• Task goal: Below are the records; collect from them each line containing the string "host".
++++
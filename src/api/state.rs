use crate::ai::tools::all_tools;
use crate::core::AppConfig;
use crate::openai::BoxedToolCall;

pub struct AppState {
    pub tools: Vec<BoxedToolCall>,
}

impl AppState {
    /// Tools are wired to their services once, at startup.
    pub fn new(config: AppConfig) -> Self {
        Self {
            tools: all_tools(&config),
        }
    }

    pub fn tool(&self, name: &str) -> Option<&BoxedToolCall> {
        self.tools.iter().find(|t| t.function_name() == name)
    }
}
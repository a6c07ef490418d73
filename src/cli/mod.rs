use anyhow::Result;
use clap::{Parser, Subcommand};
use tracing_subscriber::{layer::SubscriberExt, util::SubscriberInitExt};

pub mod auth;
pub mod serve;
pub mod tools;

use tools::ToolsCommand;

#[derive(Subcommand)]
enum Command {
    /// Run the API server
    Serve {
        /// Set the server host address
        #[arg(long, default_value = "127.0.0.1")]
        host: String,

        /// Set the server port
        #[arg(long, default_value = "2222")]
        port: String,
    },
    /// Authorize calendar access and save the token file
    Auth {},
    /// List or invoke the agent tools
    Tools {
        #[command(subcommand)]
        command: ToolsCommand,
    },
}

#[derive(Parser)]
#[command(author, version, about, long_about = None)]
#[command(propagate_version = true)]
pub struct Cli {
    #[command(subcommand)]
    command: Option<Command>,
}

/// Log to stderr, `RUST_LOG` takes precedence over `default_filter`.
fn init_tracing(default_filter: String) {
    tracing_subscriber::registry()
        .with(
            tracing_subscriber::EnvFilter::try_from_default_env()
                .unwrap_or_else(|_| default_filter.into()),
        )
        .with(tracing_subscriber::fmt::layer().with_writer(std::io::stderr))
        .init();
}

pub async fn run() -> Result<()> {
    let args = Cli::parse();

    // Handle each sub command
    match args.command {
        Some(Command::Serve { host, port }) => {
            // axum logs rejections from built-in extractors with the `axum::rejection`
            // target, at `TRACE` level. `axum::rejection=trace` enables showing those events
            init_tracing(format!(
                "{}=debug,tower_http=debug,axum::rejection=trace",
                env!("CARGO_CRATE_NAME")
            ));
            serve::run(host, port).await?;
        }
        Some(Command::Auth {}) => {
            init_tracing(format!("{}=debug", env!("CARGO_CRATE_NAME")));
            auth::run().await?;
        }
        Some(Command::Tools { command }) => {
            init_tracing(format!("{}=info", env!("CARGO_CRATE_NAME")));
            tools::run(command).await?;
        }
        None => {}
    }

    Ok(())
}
++++
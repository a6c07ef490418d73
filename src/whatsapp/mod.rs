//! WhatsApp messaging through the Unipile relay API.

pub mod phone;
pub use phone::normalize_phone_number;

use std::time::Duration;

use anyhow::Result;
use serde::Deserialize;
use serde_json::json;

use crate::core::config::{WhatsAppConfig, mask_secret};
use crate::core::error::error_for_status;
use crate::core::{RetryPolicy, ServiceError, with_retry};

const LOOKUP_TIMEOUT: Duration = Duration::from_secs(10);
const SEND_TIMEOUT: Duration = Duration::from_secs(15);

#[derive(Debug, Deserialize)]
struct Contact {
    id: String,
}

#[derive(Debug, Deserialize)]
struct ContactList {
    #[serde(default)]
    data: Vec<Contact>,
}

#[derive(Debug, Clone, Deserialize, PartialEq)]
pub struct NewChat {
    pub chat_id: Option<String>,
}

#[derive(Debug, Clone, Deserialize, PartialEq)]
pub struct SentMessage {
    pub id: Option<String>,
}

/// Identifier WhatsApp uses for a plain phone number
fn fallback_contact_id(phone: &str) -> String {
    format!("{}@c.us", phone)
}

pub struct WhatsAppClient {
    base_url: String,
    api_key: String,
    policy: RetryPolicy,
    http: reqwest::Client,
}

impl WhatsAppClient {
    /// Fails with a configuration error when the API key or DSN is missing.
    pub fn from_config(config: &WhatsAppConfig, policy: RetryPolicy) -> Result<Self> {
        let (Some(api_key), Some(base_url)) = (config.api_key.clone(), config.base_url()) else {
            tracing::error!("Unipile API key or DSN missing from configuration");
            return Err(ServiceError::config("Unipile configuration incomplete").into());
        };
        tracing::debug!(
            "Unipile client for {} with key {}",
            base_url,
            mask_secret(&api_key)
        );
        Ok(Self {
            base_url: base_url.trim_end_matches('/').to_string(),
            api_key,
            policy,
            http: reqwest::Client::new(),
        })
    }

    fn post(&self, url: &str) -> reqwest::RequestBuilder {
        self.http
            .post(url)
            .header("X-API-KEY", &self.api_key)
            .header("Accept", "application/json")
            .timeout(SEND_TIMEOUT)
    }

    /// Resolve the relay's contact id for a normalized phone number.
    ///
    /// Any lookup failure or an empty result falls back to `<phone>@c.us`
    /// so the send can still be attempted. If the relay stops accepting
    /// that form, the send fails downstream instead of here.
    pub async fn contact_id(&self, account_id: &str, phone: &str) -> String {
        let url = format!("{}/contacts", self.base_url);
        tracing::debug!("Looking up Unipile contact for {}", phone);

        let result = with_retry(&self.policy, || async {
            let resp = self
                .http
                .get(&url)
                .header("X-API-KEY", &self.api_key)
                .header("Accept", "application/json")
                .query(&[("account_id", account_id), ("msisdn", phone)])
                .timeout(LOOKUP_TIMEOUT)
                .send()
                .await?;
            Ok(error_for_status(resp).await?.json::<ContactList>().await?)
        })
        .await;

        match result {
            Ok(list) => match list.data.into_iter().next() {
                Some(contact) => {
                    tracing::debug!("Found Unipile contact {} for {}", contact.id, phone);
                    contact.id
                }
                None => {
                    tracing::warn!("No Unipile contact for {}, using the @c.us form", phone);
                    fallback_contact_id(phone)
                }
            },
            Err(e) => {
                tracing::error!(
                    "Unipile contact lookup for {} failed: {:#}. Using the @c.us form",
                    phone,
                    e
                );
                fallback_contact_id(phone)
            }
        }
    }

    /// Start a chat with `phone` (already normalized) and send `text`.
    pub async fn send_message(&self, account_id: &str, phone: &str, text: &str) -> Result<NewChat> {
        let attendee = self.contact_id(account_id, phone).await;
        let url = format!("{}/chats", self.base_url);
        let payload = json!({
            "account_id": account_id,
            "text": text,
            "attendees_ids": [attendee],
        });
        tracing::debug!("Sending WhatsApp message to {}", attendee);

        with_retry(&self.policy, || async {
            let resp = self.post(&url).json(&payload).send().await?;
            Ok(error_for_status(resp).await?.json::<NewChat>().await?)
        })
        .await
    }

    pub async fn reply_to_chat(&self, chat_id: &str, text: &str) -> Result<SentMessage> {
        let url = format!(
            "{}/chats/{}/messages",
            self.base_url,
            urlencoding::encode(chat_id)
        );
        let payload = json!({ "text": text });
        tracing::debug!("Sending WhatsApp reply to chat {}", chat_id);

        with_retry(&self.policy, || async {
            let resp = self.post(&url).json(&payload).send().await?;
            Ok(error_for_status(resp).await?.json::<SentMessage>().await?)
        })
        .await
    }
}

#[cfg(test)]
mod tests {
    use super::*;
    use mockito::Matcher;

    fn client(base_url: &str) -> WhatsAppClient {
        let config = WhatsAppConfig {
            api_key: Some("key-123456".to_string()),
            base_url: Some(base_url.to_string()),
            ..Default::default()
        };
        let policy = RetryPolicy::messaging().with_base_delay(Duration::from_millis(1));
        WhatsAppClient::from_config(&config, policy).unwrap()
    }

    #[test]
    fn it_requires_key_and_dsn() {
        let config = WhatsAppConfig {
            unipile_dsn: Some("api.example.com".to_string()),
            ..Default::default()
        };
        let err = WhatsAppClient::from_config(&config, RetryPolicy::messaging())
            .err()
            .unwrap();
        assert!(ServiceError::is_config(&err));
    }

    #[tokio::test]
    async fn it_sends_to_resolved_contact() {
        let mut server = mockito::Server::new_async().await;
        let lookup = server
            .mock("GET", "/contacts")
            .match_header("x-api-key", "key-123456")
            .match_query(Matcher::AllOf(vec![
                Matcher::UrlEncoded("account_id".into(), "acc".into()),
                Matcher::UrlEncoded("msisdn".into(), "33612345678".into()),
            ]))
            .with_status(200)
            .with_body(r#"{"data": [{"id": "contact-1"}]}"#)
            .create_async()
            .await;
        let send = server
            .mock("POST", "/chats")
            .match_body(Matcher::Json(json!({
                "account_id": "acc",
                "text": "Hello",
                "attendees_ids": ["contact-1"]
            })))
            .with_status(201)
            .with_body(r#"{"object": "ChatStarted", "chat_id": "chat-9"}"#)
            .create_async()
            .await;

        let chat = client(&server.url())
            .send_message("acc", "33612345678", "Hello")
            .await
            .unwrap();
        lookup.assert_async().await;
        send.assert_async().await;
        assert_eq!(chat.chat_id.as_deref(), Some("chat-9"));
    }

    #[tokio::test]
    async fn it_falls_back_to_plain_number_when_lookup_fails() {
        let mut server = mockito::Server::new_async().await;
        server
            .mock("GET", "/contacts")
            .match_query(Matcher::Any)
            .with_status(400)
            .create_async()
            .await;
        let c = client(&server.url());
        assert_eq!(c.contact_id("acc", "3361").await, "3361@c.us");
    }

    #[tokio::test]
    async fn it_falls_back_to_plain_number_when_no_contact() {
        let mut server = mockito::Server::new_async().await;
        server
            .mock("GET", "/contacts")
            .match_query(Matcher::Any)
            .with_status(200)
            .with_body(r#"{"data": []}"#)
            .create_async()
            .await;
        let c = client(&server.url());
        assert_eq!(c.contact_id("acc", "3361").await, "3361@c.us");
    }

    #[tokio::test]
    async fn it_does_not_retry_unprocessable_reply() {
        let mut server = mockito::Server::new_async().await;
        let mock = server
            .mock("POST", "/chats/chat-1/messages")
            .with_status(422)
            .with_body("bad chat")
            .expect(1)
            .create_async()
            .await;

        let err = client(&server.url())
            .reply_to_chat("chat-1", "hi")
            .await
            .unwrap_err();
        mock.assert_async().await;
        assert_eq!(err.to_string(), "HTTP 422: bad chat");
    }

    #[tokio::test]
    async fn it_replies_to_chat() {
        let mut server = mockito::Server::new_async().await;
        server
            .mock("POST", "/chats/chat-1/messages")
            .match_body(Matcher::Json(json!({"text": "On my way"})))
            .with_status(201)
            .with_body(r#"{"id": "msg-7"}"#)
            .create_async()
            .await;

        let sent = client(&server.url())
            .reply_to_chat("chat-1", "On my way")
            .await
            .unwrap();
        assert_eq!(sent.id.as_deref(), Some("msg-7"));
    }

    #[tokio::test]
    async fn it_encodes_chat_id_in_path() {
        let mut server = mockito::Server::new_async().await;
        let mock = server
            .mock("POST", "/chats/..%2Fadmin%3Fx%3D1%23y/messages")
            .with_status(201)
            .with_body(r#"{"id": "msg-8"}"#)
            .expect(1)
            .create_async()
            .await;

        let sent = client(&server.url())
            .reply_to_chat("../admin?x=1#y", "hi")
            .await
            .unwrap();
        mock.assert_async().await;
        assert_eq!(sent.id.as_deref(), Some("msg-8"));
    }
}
++++
• Expected answer:
        /// Set the server host address
        host: String,
        Some(Command::Serve { host, port }) => {
            serve::run(host, port).await?;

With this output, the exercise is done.